Collected data entries:
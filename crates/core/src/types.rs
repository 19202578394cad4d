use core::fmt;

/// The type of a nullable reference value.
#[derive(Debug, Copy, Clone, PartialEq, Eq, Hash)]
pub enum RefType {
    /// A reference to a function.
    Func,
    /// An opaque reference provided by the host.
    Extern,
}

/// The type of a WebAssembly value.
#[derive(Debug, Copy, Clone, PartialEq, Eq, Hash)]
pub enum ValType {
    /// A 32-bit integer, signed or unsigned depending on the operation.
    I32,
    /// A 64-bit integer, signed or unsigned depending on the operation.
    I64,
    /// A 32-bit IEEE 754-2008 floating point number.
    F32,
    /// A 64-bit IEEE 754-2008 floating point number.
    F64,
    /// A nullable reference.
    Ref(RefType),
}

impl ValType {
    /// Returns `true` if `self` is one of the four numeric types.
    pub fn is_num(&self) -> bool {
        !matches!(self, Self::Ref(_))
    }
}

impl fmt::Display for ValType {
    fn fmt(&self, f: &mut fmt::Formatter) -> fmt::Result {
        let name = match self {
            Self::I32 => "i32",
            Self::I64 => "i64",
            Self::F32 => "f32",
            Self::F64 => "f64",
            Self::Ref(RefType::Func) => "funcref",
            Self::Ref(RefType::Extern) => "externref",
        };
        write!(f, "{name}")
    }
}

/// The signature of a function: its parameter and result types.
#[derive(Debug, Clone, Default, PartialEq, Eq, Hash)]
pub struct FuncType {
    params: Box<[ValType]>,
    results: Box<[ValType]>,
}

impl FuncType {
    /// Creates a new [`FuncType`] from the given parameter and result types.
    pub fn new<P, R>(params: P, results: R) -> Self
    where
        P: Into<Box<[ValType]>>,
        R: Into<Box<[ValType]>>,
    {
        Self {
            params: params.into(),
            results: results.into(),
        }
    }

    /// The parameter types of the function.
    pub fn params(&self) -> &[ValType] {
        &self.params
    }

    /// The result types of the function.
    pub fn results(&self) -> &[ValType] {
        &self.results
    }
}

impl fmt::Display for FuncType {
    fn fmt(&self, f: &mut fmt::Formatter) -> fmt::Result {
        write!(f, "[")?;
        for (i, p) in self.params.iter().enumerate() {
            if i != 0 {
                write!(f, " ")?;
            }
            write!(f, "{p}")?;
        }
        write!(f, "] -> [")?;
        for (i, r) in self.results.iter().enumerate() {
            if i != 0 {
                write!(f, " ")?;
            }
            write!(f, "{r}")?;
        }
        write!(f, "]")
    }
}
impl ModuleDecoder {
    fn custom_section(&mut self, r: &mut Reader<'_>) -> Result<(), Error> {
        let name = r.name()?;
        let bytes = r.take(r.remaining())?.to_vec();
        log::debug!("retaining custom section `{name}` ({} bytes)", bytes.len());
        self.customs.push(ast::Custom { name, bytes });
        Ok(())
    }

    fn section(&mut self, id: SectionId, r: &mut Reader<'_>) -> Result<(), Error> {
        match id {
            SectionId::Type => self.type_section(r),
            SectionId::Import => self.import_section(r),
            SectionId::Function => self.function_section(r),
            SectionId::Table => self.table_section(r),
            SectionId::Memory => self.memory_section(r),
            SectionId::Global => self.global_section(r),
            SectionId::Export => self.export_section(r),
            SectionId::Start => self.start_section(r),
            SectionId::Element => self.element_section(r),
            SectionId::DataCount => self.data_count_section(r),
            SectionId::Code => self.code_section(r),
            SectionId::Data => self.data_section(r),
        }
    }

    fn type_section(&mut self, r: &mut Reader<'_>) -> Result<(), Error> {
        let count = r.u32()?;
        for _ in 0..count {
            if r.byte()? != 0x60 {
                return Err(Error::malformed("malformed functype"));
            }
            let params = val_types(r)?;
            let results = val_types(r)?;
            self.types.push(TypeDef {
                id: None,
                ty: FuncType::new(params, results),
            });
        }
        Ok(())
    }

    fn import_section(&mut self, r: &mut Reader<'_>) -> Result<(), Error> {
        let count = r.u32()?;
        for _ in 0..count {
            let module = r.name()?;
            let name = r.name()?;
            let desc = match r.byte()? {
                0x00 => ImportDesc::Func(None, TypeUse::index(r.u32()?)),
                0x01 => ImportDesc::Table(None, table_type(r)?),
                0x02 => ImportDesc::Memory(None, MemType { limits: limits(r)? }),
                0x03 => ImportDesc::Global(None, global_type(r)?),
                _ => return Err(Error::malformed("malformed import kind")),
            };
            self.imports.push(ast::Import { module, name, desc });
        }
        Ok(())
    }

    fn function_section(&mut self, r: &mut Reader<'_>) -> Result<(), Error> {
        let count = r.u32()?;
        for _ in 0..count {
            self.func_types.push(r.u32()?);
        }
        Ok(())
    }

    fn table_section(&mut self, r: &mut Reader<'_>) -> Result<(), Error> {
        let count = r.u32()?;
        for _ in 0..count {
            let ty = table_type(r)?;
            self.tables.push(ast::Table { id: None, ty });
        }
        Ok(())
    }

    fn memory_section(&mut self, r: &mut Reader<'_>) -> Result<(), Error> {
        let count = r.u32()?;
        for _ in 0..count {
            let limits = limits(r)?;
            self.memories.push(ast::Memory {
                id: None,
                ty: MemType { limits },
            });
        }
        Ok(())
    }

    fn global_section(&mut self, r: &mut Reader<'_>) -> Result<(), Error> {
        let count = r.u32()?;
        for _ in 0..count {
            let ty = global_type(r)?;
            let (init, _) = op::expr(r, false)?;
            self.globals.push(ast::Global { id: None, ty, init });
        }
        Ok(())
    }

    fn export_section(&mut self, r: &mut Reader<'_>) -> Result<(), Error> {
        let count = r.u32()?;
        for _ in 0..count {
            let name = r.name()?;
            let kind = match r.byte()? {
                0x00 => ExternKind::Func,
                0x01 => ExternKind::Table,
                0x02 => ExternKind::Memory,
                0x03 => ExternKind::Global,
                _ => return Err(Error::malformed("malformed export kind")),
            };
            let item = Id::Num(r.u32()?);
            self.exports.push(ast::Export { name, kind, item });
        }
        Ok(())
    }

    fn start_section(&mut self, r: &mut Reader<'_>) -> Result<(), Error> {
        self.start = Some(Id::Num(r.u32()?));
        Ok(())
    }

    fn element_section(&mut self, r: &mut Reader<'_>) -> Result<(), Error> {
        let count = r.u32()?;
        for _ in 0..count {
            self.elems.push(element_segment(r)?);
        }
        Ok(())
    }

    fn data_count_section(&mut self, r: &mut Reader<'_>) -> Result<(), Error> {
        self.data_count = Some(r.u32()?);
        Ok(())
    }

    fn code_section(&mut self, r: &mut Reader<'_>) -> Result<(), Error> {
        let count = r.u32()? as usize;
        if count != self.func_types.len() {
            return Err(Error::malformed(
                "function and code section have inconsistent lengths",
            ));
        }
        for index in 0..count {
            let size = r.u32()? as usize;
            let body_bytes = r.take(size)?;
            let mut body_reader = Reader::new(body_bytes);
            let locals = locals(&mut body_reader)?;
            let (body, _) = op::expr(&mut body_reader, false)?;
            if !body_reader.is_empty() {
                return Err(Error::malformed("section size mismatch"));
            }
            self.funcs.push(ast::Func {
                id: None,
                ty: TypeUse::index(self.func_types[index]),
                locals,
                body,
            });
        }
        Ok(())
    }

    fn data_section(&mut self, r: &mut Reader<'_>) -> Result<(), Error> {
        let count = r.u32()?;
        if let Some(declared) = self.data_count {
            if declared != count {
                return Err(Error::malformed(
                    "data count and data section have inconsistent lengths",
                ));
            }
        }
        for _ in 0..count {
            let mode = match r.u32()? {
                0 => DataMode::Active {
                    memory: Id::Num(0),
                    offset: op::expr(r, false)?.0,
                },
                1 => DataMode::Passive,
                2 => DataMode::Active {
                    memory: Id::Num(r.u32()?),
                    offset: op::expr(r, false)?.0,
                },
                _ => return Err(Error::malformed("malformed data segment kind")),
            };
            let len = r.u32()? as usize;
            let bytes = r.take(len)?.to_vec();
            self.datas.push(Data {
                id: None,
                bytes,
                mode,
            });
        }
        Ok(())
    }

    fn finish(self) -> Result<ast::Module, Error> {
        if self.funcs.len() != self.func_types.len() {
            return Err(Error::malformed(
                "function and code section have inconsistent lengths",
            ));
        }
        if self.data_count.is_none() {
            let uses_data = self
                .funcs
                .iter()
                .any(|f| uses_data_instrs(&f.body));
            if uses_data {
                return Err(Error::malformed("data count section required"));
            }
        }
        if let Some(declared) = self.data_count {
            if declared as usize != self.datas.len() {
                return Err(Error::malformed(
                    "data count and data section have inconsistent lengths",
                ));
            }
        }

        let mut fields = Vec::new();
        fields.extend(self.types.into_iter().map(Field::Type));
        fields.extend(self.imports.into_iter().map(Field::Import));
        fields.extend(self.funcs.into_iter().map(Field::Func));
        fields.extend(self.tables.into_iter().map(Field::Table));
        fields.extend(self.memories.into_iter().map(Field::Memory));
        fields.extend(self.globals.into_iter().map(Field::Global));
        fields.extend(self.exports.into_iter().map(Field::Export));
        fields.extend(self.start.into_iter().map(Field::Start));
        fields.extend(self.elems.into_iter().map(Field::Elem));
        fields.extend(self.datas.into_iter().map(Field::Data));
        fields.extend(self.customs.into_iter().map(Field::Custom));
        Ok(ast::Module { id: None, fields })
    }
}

---

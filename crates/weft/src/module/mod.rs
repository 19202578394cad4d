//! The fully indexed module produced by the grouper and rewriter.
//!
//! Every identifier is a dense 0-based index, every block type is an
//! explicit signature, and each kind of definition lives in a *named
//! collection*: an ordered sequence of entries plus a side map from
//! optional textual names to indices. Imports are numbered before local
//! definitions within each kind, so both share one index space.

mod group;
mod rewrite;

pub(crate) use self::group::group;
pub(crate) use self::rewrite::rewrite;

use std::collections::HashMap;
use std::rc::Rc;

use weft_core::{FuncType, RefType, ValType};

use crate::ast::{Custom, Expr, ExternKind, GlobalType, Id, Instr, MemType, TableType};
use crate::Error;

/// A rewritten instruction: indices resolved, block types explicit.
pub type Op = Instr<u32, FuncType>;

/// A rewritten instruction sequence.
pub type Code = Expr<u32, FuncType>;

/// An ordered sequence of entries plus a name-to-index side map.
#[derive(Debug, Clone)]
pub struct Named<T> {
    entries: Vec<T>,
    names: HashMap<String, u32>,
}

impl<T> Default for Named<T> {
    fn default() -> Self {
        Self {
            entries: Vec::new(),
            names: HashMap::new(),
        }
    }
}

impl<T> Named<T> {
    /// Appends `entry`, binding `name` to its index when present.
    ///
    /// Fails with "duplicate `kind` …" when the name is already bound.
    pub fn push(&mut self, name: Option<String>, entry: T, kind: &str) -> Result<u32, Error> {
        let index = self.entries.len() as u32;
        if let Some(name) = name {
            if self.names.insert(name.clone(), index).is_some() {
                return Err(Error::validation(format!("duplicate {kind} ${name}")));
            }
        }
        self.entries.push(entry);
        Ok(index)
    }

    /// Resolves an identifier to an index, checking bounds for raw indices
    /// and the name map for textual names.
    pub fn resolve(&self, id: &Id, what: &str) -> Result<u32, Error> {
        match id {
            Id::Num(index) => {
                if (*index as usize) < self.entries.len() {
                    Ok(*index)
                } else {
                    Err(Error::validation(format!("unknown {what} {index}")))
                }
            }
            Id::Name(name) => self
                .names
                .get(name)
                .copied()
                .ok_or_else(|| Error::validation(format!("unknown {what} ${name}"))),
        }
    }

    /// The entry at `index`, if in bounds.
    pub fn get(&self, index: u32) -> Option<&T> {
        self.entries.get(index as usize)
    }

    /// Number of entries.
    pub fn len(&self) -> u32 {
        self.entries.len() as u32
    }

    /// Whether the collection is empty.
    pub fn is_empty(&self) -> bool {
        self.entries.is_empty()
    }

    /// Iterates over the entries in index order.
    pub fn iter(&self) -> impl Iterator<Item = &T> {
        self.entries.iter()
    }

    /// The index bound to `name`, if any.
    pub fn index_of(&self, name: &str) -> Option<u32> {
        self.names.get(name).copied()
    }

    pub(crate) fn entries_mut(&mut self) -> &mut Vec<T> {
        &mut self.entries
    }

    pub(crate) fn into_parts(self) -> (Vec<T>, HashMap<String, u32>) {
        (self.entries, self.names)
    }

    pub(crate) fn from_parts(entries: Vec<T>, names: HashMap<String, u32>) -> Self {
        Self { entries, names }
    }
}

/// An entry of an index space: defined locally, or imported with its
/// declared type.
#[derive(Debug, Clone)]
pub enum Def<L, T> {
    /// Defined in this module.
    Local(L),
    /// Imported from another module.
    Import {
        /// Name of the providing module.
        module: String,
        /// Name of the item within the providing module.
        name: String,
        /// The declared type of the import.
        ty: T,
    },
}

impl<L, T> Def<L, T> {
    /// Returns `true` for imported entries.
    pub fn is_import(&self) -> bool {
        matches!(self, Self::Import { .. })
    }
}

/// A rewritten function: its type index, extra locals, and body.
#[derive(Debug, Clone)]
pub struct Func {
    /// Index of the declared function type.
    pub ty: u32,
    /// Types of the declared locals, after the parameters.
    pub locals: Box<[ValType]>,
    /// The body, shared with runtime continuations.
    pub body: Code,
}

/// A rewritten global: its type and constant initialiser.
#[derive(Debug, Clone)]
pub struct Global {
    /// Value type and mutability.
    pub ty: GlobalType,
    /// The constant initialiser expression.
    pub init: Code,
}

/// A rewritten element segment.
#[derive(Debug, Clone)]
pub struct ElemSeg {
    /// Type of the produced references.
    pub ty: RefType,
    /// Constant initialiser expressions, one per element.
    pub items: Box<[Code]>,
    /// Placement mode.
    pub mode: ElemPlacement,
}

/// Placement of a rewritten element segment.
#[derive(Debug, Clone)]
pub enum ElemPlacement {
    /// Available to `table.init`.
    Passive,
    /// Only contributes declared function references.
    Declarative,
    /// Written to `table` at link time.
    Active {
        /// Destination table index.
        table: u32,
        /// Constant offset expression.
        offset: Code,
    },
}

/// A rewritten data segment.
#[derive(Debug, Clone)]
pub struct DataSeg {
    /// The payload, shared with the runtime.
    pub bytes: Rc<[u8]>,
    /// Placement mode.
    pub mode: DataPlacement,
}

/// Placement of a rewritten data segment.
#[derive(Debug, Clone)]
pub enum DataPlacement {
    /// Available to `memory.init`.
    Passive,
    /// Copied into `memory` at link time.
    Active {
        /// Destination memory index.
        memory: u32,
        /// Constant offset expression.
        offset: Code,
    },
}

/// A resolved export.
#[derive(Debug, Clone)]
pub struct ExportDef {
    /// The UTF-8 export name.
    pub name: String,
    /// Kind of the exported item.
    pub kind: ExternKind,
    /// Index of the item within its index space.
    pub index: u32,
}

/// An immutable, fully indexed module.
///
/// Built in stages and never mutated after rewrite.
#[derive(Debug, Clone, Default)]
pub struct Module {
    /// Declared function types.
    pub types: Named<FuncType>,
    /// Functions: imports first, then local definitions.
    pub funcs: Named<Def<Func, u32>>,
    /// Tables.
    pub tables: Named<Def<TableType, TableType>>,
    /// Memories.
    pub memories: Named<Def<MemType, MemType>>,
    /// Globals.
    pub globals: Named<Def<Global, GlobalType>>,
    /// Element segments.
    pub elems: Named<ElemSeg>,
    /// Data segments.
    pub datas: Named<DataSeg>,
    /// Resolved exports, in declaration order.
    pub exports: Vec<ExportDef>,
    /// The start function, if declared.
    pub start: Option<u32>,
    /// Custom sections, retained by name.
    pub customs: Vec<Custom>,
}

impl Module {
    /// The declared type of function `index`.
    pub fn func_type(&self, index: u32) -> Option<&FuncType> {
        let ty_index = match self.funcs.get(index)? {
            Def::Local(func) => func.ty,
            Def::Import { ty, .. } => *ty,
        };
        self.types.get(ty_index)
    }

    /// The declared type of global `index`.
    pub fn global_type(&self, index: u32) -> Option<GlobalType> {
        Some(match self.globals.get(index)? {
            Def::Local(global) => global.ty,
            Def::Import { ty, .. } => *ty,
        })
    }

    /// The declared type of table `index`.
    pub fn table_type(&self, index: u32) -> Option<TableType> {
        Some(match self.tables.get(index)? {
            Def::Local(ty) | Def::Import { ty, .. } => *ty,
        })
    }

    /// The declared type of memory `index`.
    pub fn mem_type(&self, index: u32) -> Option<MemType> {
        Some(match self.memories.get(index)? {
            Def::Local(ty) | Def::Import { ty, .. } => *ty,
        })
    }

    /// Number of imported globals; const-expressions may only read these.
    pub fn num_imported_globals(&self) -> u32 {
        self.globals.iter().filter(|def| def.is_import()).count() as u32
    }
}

[Problem] Please count the lines above that contain the string "providing" and reply with the number alone.

[Task solution] 2